-- DATA SHOWN follows --

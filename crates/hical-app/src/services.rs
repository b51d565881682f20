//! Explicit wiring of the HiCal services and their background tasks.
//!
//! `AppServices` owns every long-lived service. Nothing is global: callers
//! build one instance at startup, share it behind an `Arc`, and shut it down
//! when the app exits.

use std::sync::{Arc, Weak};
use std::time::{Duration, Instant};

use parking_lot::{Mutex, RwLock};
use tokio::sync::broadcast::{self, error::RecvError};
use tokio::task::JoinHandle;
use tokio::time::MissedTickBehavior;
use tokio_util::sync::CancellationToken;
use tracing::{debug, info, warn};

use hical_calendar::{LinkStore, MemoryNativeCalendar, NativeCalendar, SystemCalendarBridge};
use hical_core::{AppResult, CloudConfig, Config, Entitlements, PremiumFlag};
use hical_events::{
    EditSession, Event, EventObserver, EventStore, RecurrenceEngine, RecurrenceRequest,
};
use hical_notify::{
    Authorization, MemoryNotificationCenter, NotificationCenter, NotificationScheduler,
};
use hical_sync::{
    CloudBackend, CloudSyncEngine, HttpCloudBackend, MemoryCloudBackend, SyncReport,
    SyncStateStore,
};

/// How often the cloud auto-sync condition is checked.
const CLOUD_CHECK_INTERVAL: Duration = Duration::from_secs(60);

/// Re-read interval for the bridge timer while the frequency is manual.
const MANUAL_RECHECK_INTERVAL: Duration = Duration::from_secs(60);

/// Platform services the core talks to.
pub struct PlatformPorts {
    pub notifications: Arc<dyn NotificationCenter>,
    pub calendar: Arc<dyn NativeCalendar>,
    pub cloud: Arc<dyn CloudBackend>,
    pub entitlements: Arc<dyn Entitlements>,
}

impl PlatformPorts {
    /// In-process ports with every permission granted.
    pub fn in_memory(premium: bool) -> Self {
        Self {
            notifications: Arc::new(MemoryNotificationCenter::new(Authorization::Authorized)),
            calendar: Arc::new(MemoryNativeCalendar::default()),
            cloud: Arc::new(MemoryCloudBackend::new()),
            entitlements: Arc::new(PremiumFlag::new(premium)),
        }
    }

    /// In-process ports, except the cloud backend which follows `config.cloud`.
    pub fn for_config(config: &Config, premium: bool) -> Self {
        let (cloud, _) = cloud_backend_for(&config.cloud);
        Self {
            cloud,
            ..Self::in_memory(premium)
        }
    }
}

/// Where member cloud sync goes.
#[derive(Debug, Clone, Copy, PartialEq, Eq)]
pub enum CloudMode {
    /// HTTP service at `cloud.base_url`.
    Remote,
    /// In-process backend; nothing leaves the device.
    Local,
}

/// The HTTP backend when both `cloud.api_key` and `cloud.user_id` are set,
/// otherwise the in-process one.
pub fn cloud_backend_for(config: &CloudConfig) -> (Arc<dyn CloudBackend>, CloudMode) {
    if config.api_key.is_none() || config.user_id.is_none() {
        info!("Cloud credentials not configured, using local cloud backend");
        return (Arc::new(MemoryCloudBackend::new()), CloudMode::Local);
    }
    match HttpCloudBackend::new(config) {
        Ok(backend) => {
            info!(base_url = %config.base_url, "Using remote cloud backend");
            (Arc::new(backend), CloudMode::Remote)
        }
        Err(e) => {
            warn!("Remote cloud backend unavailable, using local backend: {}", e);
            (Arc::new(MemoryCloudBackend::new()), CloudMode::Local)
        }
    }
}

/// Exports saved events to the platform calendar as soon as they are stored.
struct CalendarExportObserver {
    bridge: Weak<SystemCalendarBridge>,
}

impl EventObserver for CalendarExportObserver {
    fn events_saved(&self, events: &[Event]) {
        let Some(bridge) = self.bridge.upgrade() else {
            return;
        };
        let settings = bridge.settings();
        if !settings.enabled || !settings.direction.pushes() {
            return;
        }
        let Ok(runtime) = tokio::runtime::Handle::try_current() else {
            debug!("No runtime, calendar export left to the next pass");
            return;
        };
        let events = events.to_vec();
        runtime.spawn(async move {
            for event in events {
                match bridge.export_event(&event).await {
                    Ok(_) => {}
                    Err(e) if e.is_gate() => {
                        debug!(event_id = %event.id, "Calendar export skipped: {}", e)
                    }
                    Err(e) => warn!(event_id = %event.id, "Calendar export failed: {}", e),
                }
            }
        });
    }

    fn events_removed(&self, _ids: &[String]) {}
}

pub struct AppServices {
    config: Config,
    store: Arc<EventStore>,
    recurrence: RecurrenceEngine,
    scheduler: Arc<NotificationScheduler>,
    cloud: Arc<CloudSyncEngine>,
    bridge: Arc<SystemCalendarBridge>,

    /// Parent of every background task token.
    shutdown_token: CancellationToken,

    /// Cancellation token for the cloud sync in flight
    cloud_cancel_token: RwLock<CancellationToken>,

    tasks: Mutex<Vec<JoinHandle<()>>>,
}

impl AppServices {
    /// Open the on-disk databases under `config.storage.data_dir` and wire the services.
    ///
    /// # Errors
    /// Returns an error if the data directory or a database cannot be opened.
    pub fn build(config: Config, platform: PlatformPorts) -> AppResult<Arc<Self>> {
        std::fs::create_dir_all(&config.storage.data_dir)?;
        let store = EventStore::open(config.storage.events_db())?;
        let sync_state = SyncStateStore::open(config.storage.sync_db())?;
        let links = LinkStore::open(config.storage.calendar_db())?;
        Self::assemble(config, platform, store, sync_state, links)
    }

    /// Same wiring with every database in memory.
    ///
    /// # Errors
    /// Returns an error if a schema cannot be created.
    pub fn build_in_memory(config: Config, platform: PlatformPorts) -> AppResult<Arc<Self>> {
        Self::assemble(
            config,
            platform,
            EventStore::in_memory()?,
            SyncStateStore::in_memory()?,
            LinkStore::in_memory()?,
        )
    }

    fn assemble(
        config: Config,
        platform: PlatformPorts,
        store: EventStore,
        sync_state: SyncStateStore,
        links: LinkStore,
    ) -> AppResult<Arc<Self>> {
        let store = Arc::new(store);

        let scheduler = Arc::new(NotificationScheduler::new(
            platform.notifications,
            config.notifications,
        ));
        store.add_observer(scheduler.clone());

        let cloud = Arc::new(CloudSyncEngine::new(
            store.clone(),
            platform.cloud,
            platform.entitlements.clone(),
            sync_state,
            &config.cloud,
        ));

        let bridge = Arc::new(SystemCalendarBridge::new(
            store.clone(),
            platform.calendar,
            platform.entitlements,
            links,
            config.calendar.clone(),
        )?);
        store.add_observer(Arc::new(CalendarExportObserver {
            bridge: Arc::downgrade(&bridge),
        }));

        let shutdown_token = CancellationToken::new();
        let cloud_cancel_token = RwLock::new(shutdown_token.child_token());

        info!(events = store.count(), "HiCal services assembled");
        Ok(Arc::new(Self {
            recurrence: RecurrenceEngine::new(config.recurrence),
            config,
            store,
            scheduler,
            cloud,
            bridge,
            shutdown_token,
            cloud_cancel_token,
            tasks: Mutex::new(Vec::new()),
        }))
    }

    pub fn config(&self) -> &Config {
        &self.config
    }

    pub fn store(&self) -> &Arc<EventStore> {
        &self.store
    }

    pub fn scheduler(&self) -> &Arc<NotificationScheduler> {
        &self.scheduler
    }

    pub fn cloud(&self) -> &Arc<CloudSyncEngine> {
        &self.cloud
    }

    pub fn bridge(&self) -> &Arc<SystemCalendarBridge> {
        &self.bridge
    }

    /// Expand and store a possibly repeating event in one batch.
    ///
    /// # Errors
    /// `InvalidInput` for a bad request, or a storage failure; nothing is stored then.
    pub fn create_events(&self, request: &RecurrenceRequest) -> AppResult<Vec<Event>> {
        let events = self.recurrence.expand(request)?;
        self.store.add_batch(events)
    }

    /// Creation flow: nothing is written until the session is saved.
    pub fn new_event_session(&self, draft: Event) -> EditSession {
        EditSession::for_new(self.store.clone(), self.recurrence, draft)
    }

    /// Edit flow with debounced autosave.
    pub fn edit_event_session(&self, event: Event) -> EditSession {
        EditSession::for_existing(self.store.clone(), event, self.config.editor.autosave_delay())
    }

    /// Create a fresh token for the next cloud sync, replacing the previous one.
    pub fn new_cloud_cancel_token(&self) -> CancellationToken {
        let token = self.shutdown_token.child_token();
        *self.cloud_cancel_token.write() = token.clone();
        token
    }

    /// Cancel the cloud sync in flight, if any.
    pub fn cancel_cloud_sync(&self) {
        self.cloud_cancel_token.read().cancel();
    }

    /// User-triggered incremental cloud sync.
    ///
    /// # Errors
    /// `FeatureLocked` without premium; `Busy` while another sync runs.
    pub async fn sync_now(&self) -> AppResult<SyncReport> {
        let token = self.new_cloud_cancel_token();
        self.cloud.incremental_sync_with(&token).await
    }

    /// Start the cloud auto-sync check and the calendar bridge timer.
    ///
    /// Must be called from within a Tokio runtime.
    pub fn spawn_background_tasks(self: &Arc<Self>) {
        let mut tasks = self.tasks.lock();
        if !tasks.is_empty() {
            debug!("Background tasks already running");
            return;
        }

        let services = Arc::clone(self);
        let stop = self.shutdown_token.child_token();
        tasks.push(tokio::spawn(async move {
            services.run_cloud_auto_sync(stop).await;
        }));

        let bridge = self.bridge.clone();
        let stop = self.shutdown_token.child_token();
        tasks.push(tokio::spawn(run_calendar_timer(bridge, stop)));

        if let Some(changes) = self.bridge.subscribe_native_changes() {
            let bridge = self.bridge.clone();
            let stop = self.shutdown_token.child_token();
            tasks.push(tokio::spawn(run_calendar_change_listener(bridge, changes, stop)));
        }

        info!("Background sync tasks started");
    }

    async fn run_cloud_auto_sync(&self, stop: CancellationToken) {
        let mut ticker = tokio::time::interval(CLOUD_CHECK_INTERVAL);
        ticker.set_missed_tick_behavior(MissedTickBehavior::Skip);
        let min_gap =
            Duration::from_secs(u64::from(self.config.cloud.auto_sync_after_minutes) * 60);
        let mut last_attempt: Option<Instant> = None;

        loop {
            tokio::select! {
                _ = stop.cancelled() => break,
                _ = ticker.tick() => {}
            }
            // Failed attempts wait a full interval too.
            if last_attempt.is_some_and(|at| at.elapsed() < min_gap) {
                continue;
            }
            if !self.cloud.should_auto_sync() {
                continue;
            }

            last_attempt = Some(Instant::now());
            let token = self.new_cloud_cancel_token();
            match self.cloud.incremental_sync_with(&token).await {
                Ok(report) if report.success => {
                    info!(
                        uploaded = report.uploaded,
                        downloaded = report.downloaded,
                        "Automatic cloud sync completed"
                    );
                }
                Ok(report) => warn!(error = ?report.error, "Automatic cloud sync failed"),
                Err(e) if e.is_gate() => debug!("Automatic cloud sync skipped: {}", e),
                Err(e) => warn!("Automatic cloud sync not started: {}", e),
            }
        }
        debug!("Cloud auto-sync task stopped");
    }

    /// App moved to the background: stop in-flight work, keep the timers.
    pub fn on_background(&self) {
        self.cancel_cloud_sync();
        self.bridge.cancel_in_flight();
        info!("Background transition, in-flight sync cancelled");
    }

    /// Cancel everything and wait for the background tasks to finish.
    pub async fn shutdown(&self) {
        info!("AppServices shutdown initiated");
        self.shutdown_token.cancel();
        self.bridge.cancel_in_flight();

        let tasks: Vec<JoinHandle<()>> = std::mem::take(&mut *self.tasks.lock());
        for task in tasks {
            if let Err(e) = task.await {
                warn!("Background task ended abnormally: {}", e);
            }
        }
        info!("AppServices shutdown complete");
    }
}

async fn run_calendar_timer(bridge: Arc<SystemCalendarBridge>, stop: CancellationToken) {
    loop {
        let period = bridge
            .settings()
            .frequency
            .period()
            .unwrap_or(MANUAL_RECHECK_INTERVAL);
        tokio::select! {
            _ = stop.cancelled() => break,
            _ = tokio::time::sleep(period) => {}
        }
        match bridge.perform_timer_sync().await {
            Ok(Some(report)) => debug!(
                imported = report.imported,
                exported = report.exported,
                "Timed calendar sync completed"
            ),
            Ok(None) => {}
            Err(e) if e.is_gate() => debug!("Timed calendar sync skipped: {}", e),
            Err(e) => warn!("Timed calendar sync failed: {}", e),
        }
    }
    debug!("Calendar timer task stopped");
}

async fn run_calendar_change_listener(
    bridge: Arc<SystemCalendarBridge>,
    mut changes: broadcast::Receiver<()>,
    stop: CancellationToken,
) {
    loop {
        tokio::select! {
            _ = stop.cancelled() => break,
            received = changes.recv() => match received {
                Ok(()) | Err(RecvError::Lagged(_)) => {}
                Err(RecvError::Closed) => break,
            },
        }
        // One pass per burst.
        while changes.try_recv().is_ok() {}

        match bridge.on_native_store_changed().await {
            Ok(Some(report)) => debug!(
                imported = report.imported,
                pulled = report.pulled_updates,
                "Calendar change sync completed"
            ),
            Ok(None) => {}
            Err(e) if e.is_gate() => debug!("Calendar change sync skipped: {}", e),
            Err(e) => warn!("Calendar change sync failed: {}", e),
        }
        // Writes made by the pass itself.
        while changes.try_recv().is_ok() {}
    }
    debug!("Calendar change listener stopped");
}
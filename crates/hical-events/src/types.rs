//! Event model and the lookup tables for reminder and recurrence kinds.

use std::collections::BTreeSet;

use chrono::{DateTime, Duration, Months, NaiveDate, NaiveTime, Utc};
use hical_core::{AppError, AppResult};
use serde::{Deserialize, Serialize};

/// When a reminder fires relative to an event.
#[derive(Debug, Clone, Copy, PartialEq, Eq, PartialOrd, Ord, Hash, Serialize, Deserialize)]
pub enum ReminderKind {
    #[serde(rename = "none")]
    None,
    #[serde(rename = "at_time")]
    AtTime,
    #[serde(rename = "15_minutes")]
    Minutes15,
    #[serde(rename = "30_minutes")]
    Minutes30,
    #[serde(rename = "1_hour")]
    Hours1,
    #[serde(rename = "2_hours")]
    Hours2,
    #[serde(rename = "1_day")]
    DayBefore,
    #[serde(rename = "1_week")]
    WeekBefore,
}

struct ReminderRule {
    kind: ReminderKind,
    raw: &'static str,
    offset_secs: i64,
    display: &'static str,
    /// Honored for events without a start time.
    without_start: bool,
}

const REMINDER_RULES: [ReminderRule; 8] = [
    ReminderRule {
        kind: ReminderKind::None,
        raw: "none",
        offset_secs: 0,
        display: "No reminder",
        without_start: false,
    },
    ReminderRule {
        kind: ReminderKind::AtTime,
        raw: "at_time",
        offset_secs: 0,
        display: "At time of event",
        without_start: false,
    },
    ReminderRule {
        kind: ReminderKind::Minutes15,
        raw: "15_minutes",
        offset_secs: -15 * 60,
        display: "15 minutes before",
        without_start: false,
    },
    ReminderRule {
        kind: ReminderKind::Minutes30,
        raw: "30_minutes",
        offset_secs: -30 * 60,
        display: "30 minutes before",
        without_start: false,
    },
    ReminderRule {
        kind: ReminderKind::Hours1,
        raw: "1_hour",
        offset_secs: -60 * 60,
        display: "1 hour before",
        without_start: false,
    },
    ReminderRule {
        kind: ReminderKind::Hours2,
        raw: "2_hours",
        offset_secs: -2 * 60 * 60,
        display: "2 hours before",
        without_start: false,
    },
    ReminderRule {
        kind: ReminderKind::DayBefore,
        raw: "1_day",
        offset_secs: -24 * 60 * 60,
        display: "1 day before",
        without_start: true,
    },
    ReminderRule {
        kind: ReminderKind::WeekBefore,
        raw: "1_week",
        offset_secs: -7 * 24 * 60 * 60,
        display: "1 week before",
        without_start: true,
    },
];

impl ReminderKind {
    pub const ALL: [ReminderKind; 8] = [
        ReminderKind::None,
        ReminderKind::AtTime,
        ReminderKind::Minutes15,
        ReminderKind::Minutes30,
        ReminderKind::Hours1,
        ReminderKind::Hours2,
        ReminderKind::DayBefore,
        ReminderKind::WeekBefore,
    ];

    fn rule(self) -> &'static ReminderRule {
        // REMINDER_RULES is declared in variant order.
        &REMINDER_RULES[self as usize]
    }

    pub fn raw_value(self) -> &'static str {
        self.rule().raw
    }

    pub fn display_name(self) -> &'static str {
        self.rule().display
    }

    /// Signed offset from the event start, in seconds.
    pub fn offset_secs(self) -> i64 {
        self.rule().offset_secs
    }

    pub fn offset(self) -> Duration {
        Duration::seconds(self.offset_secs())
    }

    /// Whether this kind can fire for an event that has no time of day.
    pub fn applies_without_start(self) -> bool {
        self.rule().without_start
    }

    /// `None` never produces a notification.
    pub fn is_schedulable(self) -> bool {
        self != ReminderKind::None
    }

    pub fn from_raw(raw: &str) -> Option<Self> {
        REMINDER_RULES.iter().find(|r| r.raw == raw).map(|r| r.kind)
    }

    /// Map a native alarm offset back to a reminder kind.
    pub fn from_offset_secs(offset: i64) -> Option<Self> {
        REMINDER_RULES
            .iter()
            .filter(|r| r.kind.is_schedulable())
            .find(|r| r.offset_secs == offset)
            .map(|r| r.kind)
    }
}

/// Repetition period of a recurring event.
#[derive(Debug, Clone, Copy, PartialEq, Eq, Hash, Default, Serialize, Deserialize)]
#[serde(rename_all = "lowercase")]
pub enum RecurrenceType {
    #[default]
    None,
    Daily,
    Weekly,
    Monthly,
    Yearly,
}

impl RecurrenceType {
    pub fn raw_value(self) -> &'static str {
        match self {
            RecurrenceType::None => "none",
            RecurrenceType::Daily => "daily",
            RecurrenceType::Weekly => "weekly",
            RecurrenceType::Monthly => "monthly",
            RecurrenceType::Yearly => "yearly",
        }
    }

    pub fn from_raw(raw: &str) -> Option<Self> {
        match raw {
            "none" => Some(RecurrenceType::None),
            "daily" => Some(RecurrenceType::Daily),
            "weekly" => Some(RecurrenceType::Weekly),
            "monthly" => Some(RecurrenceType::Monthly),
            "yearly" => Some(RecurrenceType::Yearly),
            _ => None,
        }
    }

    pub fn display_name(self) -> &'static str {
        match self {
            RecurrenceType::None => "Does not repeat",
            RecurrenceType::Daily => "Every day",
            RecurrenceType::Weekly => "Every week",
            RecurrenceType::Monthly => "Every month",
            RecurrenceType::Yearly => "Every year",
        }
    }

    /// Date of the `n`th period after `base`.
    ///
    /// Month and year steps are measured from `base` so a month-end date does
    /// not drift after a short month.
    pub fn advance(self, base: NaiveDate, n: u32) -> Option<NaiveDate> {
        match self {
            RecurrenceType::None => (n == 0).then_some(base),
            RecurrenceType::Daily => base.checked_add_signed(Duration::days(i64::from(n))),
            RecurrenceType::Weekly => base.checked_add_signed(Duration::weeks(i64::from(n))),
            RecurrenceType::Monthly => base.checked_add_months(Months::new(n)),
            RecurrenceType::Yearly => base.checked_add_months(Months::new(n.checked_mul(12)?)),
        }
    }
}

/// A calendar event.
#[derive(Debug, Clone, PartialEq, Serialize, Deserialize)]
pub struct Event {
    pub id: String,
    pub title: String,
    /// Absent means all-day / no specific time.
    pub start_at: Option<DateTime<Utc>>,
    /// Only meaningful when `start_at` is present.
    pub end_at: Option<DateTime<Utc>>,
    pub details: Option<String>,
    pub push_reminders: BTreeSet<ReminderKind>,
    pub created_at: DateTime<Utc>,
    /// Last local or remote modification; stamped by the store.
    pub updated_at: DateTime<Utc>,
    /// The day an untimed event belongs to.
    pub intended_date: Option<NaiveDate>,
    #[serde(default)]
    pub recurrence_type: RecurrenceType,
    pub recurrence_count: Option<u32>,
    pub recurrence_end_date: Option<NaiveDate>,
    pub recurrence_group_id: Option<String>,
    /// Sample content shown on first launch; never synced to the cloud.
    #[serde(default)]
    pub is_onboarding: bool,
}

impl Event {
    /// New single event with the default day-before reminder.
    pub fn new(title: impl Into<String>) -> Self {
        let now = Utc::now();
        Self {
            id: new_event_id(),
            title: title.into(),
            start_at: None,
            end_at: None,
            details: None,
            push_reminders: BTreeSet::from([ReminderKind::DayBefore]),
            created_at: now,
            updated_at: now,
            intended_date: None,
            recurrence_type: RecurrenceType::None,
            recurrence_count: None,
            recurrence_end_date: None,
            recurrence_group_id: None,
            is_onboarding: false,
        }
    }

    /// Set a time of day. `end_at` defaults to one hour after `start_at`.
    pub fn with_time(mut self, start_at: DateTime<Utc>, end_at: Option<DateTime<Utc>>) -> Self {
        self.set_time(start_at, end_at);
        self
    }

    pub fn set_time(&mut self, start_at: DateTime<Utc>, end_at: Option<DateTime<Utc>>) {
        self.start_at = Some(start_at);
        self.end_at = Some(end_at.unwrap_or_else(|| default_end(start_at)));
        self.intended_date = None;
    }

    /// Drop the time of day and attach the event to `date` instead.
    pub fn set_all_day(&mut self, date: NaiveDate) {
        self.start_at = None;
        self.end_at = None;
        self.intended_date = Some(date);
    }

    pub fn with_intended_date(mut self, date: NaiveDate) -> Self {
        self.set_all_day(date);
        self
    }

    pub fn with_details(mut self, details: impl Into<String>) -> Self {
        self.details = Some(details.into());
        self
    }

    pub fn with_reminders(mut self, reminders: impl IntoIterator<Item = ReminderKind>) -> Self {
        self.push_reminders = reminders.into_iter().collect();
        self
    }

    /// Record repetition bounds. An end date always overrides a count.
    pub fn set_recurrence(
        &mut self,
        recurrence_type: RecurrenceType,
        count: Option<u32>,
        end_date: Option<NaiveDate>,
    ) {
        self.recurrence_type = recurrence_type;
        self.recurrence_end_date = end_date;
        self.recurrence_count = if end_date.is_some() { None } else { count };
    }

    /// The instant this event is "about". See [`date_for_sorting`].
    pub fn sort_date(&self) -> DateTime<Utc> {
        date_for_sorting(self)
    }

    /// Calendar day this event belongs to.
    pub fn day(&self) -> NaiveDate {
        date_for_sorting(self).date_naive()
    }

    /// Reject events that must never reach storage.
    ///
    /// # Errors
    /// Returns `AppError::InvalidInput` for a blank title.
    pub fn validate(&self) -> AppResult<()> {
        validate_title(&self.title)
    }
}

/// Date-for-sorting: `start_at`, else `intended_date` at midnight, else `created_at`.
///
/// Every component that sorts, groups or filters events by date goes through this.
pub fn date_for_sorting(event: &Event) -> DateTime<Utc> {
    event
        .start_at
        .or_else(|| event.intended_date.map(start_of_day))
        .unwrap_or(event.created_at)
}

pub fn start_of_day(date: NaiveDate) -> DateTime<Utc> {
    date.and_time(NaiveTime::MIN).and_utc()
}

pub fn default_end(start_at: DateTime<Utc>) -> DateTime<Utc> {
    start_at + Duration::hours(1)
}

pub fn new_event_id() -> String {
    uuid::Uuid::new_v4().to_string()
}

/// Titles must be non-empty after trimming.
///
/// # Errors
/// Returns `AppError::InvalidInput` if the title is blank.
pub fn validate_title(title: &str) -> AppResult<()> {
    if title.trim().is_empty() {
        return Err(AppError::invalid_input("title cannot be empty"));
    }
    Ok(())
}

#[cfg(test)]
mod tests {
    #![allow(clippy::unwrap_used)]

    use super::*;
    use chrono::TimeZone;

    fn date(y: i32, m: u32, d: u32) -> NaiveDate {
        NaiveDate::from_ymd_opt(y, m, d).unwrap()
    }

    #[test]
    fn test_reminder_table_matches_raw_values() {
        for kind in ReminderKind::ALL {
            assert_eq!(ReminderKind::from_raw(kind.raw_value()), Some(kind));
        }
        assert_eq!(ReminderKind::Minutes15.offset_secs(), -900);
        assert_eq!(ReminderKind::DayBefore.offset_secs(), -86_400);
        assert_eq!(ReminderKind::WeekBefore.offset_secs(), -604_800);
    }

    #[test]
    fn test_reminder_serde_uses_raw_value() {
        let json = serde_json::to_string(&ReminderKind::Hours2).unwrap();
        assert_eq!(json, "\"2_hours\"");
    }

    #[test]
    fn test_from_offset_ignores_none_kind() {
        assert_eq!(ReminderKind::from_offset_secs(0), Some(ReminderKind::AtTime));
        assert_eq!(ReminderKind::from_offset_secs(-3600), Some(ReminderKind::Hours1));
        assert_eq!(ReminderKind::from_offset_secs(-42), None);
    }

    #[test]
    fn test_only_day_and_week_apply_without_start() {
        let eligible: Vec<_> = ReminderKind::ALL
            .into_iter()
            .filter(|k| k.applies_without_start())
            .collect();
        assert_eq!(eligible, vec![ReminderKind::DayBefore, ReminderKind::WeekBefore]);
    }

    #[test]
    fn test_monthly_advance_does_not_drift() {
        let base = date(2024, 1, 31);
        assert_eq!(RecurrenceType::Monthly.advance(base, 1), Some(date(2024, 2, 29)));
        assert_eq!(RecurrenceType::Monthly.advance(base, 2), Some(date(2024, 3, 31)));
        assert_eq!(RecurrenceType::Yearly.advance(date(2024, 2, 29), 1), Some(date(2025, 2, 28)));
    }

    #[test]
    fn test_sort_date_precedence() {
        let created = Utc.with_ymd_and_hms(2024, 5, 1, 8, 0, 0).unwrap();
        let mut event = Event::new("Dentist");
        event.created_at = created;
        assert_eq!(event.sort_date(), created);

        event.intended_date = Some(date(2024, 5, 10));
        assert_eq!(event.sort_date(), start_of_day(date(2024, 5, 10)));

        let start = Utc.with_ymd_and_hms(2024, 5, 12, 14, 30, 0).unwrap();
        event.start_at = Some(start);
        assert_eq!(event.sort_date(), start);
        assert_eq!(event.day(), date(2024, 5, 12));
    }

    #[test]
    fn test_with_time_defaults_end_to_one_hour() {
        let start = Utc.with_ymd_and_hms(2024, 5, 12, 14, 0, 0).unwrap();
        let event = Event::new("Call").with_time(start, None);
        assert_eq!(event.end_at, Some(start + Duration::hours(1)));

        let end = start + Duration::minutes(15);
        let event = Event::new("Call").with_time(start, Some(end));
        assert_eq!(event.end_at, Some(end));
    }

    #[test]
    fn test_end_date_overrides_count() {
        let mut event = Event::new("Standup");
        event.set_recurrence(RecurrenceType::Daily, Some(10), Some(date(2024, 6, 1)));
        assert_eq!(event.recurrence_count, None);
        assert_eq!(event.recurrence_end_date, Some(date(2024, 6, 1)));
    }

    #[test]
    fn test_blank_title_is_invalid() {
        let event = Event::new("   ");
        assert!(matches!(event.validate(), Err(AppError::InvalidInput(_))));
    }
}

-- DATA SHOWN concluded --

TASK DESCRIPTION:
The answer must consist of every line above that holds the string "PremiumFlag", copied exactly.

SOLUTION TO THIS PROBLEM:
use hical_core::{AppResult, CloudConfig, Config, Entitlements, PremiumFlag};
            entitlements: Arc::new(PremiumFlag::new(premium)),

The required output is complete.